▶ **Task statement**: Copy each line of the material in which the word "status" appears.

▶ **Data for this task**:
= = = = =

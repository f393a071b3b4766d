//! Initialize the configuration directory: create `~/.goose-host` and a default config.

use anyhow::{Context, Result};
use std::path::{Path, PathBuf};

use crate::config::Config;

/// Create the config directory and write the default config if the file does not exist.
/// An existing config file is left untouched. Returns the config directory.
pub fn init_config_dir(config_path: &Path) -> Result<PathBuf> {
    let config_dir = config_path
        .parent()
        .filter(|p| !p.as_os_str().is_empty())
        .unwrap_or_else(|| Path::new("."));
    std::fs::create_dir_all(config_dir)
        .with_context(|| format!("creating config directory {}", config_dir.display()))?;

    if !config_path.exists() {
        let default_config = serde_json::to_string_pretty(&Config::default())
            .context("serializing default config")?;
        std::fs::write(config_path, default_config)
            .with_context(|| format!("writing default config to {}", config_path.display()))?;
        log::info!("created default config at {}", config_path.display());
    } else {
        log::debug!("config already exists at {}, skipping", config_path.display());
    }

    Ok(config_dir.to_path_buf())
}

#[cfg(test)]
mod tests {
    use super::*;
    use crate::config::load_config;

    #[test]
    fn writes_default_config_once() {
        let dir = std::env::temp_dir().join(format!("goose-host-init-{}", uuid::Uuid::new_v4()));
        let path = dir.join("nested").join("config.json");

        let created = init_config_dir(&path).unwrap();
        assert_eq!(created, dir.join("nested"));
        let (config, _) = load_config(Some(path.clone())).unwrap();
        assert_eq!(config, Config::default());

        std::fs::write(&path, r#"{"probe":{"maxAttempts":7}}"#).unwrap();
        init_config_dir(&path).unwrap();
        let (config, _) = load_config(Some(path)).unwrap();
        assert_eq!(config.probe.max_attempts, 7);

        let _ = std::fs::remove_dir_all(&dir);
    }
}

= = = = =

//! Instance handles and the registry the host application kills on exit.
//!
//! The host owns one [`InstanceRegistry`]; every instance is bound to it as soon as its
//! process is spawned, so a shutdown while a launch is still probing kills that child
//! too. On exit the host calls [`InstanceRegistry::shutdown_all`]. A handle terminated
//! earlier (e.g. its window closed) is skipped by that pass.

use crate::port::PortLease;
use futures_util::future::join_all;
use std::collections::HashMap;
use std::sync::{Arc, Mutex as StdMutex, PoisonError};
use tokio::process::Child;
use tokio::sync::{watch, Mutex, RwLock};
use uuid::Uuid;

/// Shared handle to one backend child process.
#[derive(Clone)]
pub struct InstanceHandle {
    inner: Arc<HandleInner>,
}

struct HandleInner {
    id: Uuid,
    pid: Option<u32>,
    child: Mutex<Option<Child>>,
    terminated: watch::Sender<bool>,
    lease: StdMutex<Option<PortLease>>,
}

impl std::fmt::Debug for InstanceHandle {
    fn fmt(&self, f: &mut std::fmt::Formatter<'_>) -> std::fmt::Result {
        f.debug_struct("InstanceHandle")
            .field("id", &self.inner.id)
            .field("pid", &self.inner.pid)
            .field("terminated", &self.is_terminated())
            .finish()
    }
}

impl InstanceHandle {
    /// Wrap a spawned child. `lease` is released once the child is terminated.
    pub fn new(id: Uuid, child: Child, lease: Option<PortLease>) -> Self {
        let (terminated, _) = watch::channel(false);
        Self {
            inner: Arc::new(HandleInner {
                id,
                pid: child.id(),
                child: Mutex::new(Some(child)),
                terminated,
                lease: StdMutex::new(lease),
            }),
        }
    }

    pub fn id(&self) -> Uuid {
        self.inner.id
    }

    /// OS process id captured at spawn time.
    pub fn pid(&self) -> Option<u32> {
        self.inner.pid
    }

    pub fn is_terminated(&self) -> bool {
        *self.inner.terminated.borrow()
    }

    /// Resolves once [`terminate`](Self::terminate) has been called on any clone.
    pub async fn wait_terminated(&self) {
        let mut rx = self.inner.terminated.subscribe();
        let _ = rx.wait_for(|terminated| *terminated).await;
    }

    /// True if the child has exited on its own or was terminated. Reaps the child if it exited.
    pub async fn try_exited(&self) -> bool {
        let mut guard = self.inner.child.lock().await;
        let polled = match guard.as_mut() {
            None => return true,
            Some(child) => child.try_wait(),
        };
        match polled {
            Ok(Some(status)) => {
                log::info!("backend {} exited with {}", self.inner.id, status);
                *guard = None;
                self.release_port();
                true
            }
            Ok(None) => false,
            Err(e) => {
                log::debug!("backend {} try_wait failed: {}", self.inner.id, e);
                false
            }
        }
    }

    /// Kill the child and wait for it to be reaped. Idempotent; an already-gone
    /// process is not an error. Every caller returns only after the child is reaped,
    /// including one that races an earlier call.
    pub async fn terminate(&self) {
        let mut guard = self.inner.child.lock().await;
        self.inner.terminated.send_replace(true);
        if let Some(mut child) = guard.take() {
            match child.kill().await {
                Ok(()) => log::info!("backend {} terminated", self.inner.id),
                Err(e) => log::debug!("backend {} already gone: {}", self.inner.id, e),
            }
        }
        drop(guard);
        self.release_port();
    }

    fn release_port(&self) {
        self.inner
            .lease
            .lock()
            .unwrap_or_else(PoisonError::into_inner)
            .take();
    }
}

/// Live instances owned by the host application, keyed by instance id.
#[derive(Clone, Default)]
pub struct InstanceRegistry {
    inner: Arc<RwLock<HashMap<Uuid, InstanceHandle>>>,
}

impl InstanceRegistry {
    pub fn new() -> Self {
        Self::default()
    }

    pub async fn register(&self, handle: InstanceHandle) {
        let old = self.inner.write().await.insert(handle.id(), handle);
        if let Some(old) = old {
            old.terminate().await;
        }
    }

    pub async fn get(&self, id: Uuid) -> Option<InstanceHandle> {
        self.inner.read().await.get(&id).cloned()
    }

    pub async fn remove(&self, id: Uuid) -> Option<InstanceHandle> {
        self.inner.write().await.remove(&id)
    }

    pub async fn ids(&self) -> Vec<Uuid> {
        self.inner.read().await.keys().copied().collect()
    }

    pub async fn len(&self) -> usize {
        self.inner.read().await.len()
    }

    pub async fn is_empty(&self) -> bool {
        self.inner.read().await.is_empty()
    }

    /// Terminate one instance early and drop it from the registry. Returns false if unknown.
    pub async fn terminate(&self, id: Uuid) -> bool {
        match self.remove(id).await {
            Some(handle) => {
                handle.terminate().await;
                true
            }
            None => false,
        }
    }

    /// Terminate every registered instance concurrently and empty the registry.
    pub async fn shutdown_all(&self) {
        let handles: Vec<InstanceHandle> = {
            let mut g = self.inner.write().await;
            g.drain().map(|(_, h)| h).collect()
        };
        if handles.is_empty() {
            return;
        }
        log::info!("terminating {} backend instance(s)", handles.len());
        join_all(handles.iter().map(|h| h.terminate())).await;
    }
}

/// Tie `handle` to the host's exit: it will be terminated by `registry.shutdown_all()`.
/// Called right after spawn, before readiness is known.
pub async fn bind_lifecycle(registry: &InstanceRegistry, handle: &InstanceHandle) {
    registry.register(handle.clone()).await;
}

= = = = =

▶ **Answer to the problem**:
            Ok(Some(status)) => {
                log::info!("backend {} exited with {}", self.inner.id, status);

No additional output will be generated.